Re: Default & supported service manager in Wheezy
On Fri, 09 May 2014 17:24:13 +1000
Scott Ferguson <scott.ferguson.debian.user@gmail.com> wrote:
> On 09/05/14 16:19, Mihamina Rakotomandimby wrote:
> > Hi all,
> >
> > A long time ago, when I was young ;-), services used to be managed
> > with "invoke-rc.d" ...
And starting/stopping is one thing, but especially confusing is,
how do you disable/enable a service:
insserv -r foo
update-rc.d foo disable
systemctl disable foo
All have subtle differences in behaviour. But which one is correct ?

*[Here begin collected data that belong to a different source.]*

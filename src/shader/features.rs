//! Feature Flag Sets
//!
//! A shader family declares its optional capabilities as a `bitflags` type
//! over `u32`. Each named single-bit flag is one **feature**; a value of the
//! type is a **flag set**. Bit position defines the canonical order used for
//! `#define` injection and variant names, so families declare their flags in
//! dependency order (a feature after everything it requires).
//!
//! ```rust,ignore
//! bitflags! {
//!     #[derive(Clone, Copy, Debug, PartialEq, Eq, Hash, Default)]
//!     pub struct MyFeatures: u32 {
//!         const USE_MAP        = 1 << 0;
//!         const USE_NORMAL_MAP = 1 << 1;
//!     }
//! }
//! ```

use std::fmt::Debug;
use std::hash::Hash;

use bitflags::Flags;

/// Fixed maximum number of features per family (width of the bit vector).
pub const MAX_FEATURES: u32 = u32::BITS;

/// Bound satisfied by every feature flag type.
pub trait FeatureFlags:
    Flags<Bits = u32> + Copy + Eq + Hash + Debug + Send + Sync + 'static
{
}

impl<T> FeatureFlags for T where
    T: Flags<Bits = u32> + Copy + Eq + Hash + Debug + Send + Sync + 'static
{
}

/// The single-bit feature at `position`, if the family names it.
#[must_use]
pub fn feature_at<F: FeatureFlags>(position: u32) -> Option<F> {
    if position >= MAX_FEATURES {
        return None;
    }
    let bit = 1u32 << position;
    F::FLAGS
        .iter()
        .find(|flag| flag.value().bits() == bit)
        .map(|flag| *flag.value())
}

/// Symbolic name of a single-bit feature (`USE_NORMAL_MAP`).
#[must_use]
pub fn symbol_of<F: FeatureFlags>(feature: F) -> Option<&'static str> {
    let bits = feature.bits();
    F::FLAGS
        .iter()
        .find(|flag| flag.value().bits() == bits)
        .map(|flag| flag.name())
}

/// Set bit positions in ascending order.
pub fn positions<F: FeatureFlags>(set: F) -> impl Iterator<Item = u32> {
    let bits = set.bits();
    (0..MAX_FEATURES).filter(move |pos| bits & (1u32 << *pos) != 0)
}

/// Single-bit features of `set` in ascending bit order.
pub fn features_of<F: FeatureFlags>(set: F) -> impl Iterator<Item = F> {
    positions(set).map(|pos| F::from_bits_retain(1 << pos))
}

/// Symbols of the active features in canonical (bit) order.
///
/// Bits with no declared name are skipped.
#[must_use]
pub fn active_symbols<F: FeatureFlags>(set: F) -> Vec<&'static str> {
    features_of(set).filter_map(symbol_of).collect()
}

/// Human readable `A|B|C` listing used in error messages and logs.
#[must_use]
pub fn describe<F: FeatureFlags>(set: F) -> String {
    if set.is_empty() {
        return "<none>".to_string();
    }
    features_of(set)
        .map(|feature| {
            symbol_of(feature).map_or_else(
                || format!("bit{}", feature.bits().trailing_zeros()),
                str::to_string,
            )
        })
        .collect::<Vec<_>>()
        .join("|")
}

#[cfg(test)]
mod tests {
    use super::*;
    use bitflags::bitflags;

    bitflags! {
        #[derive(Clone, Copy, Debug, PartialEq, Eq, Hash, Default)]
        struct TestFeatures: u32 {
            const A = 1 << 0;
            const B = 1 << 1;
            const D = 1 << 3;
        }
    }

    #[test]
    fn feature_lookup_by_position() {
        assert_eq!(feature_at::<TestFeatures>(0), Some(TestFeatures::A));
        assert_eq!(feature_at::<TestFeatures>(3), Some(TestFeatures::D));
        assert_eq!(feature_at::<TestFeatures>(2), None);
        assert_eq!(feature_at::<TestFeatures>(40), None);
    }

    #[test]
    fn symbols_follow_bit_order() {
        let set = TestFeatures::D | TestFeatures::A;
        assert_eq!(active_symbols(set), vec!["A", "D"]);
        assert_eq!(describe(set), "A|D");
        assert_eq!(describe(TestFeatures::empty()), "<none>");
    }

    #[test]
    fn set_operations() {
        let ab = TestFeatures::A | TestFeatures::B;
        assert!(ab.contains(TestFeatures::A));
        assert_eq!(ab.difference(TestFeatures::A), TestFeatures::B);
        assert_eq!(ab.union(TestFeatures::D).bits(), 0b1011);
        assert_eq!(positions(ab).collect::<Vec<_>>(), vec![0, 1]);
    }

    #[test]
    fn unnamed_bits_are_described_by_position() {
        let set = TestFeatures::from_bits_retain(1 << 5);
        assert_eq!(describe(set), "bit5");
        assert!(active_symbols(set).is_empty());
    }
}
use glam::{Affine3A, Mat4, Vec3};

/// Perspective camera. The view matrix comes from the owning node.
#[derive(Debug, Clone, Copy, PartialEq)]
pub struct Camera {
    /// Vertical field of view in radians.
    pub fov_y: f32,
    pub aspect: f32,
    pub near: f32,
    pub far: f32,
}

impl Camera {
    /// `fov_degrees` is the vertical field of view.
    #[must_use]
    pub fn perspective(fov_degrees: f32, aspect: f32, near: f32, far: f32) -> Self {
        Self {
            fov_y: fov_degrees.to_radians(),
            aspect,
            near,
            far,
        }
    }

    /// OpenGL-convention projection (clip z in -1..1).
    #[must_use]
    pub fn projection_matrix(&self) -> Mat4 {
        Mat4::perspective_rh_gl(self.fov_y, self.aspect, self.near, self.far)
    }

    #[must_use]
    pub fn view_matrix(world: &Affine3A) -> Mat4 {
        Mat4::from(*world).inverse()
    }

    #[must_use]
    pub fn position(world: &Affine3A) -> Vec3 {
        world.translation.into()
    }

    pub fn set_aspect(&mut self, width: u32, height: u32) {
        if height > 0 {
            self.aspect = width as f32 / height as f32;
        }
    }
}

impl Default for Camera {
    fn default() -> Self {
        Self::perspective(60.0, 16.0 / 9.0, 0.1, 500.0)
    }
}
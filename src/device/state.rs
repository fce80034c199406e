//! Fixed-function pipeline state presets.

/// Depth test configuration.
#[derive(Clone, Copy, Debug, PartialEq, Eq, Hash)]
pub struct DepthState {
    pub test: bool,
    pub write: bool,
    pub compare: wgpu::CompareFunction,
}

impl DepthState {
    pub const DISABLED: Self = Self {
        test: false,
        write: false,
        compare: wgpu::CompareFunction::Always,
    };
}

/// Blend / cull / depth / stencil state applied before a draw.
#[derive(Clone, Debug, PartialEq, Eq, Hash)]
pub struct PipelineState {
    pub blend: Option<wgpu::BlendState>,
    pub cull_mode: Option<wgpu::Face>,
    pub depth: DepthState,
    pub stencil: wgpu::StencilState,
    pub color_write: bool,
}

impl PipelineState {
    /// Opaque geometry: no blending, back-face culling, depth test and write.
    #[must_use]
    pub fn opaque() -> Self {
        Self {
            blend: None,
            cull_mode: Some(wgpu::Face::Back),
            depth: DepthState {
                test: true,
                write: true,
                compare: wgpu::CompareFunction::Less,
            },
            stencil: wgpu::StencilState::default(),
            color_write: true,
        }
    }

    /// Translucent geometry: alpha blending, depth test without depth write.
    #[must_use]
    pub fn translucent() -> Self {
        Self {
            blend: Some(wgpu::BlendState::ALPHA_BLENDING),
            cull_mode: None,
            depth: DepthState {
                test: true,
                write: false,
                compare: wgpu::CompareFunction::Less,
            },
            stencil: wgpu::StencilState::default(),
            color_write: true,
        }
    }

    /// Depth-only shadow casting. Front faces are culled to reduce acne.
    #[must_use]
    pub fn shadow_caster() -> Self {
        Self {
            blend: None,
            cull_mode: Some(wgpu::Face::Front),
            depth: DepthState {
                test: true,
                write: true,
                compare: wgpu::CompareFunction::LessEqual,
            },
            stencil: wgpu::StencilState::default(),
            color_write: false,
        }
    }

    /// Skybox at the far plane: test without write, less-or-equal so it only
    /// fills pixels nothing else covered.
    #[must_use]
    pub fn skybox() -> Self {
        Self {
            blend: None,
            cull_mode: None,
            depth: DepthState {
                test: true,
                write: false,
                compare: wgpu::CompareFunction::LessEqual,
            },
            stencil: wgpu::StencilState::default(),
            color_write: true,
        }
    }

    /// Full-screen postprocess: no depth, no culling, replace blending.
    #[must_use]
    pub fn fullscreen() -> Self {
        Self {
            blend: Some(wgpu::BlendState::REPLACE),
            cull_mode: None,
            depth: DepthState::DISABLED,
            stencil: wgpu::StencilState::default(),
            color_write: true,
        }
    }

    /// Disables culling (double-sided materials).
    #[must_use]
    pub fn double_sided(mut self) -> Self {
        self.cull_mode = None;
        self
    }
}

impl Default for PipelineState {
    fn default() -> Self {
        Self::opaque()
    }
}
/// How a material is composited.
#[derive(Clone, Copy, Debug, PartialEq, Eq, Default)]
pub enum BlendMode {
    #[default]
    Opaque,
    /// Alpha blended, sorted back to front, no depth write.
    Translucent,
}

/// Frame-wide switches that feed the material derivation rule.
#[derive(Clone, Copy, Debug, PartialEq, Eq, Default)]
pub struct FrameFeatures {
    /// A shadow map is rendered this frame.
    pub shadows: bool,
    /// More than one cascade is active.
    pub cascaded_shadows: bool,
    /// Filtered (PCF) shadow lookups.
    pub soft_shadows: bool,
}

// ─── Phong ────────────────────────────────────────────────────────────────────

/// Blinn-Phong surface.
#[derive(Debug, Clone)]
pub struct PhongMaterial {
    definition: Arc<ShaderDefinition<PhongFeatures>>,

    pub diffuse: Vec4,
    pub specular: Vec3,
    pub shininess: f32,
    pub emissive: Vec3,
    pub opacity: f32,
    pub normal_scale: f32,
    pub parallax_scale: f32,
    /// Enables alpha testing with this cutoff.
    pub alpha_cutoff: Option<f32>,
    pub receive_shadows: bool,

    pub albedo_map: Option<Texture>,
    pub normal_map: Option<Texture>,
    /// Only honored together with a normal map.
    pub height_map: Option<Texture>,
    pub specular_map: Option<Texture>,
    pub emissive_map: Option<Texture>,

    /// Extra uniform overrides applied after the fields above.
    pub overrides: ParameterTable,
}

impl PhongMaterial {
    #[must_use]
    pub fn new(definition: Arc<ShaderDefinition<PhongFeatures>>) -> Self {
        Self {
            definition,
            diffuse: Vec4::ONE,
            specular: Vec3::splat(0.5),
            shininess: 32.0,
            emissive: Vec3::ZERO,
            opacity: 1.0,
            normal_scale: 1.0,
            parallax_scale: 0.05,
            alpha_cutoff: None,
            receive_shadows: true,
            albedo_map: None,
            normal_map: None,
            height_map: None,
            specular_map: None,
            emissive_map: None,
            overrides: ParameterTable::new(),
        }
    }

    #[must_use]
    pub fn with_diffuse(mut self, diffuse: Vec4) -> Self {
        self.diffuse = diffuse;
        self
    }

    #[must_use]
    pub fn definition(&self) -> &Arc<ShaderDefinition<PhongFeatures>> {
        &self.definition
    }

    /// Current flag set, recomputed from present textures and `frame`.
    #[must_use]
    pub fn features(&self, frame: FrameFeatures) -> PhongFeatures {
        let mut features = PhongFeatures::empty();
        features.set(PhongFeatures::USE_ALBEDO_MAP, self.albedo_map.is_some());
        features.set(PhongFeatures::USE_NORMAL_MAP, self.normal_map.is_some());
        features.set(
            PhongFeatures::USE_HEIGHT_MAP,
            self.height_map.is_some() && self.normal_map.is_some(),
        );
        features.set(PhongFeatures::USE_SPECULAR_MAP, self.specular_map.is_some());
        features.set(PhongFeatures::USE_EMISSIVE_MAP, self.emissive_map.is_some());
        features.set(PhongFeatures::USE_ALPHA_TEST, self.alpha_cutoff.is_some());

        if self.receive_shadows && frame.shadows {
            features |= PhongFeatures::RECEIVE_SHADOWS;
            features.set(PhongFeatures::USE_CASCADED_SHADOWS, frame.cascaded_shadows);
            features.set(PhongFeatures::USE_PCF, frame.soft_shadows);
        }

        features
    }

    fn texture_bindings(&self, features: PhongFeatures) -> TextureBindings {
        let slots = [
            (PhongFeatures::USE_ALBEDO_MAP, ALBEDO_MAP_UNIT, self.albedo_map),
            (PhongFeatures::USE_NORMAL_MAP, NORMAL_MAP_UNIT, self.normal_map),
            (PhongFeatures::USE_HEIGHT_MAP, HEIGHT_MAP_UNIT, self.height_map),
            (PhongFeatures::USE_SPECULAR_MAP, SPECULAR_MAP_UNIT, self.specular_map),
            (PhongFeatures::USE_EMISSIVE_MAP, EMISSIVE_MAP_UNIT, self.emissive_map),
        ];
        slots
            .into_iter()
            .filter(|(feature, _, _)| features.contains(*feature))
            .filter_map(|(_, unit, texture)| texture.map(|t| (unit, t.id)))
            .collect()
    }

    fn instance_parameters(&self) -> ParameterTable {
        let mut table = ParameterTable::new()
            .with("u_diffuse", self.diffuse)
            .with("u_specular", self.specular)
            .with("u_shininess", self.shininess)
            .with("u_emissive", self.emissive)
            .with("u_opacity", self.opacity)
            .with("u_normal_scale", self.normal_scale)
            .with("u_parallax_scale", self.parallax_scale);
        if let Some(cutoff) = self.alpha_cutoff {
            table.insert("u_alpha_cutoff", cutoff);
        }
        table.merge(&self.overrides);
        table
    }
}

You could say, systemctl on systemd and update-rc.d on sysv-init, but
is that true ?
Should insserv ever be used direcly or is this a low
level tool used by the others ? The man page seems to suggest that:
"insserv is a low level tool used by update-rc.d which enables
an installed system init script"
and also:
" -r, --remove
Remove the listed scripts from all runlevels."
^^^
Yet this wiki tell me to use insserv:
https://wiki.debian.org/Daemon?highlight=%28insserv%29#Enabling_daemons ?
And insserv -r now seems to only remove the service from the default
runlevel instead all all runlevels.
Quoting the wiki:
"To disable a daemon at its default runlevels, execute ...."
^^^^^^^
If insserv -r removes the link, is there a chance will it get silently
recreated when dpkg updates or reinstalls the package ? That would be
one reason not to use it.
So yeah, it raises many questions. For me at least ;)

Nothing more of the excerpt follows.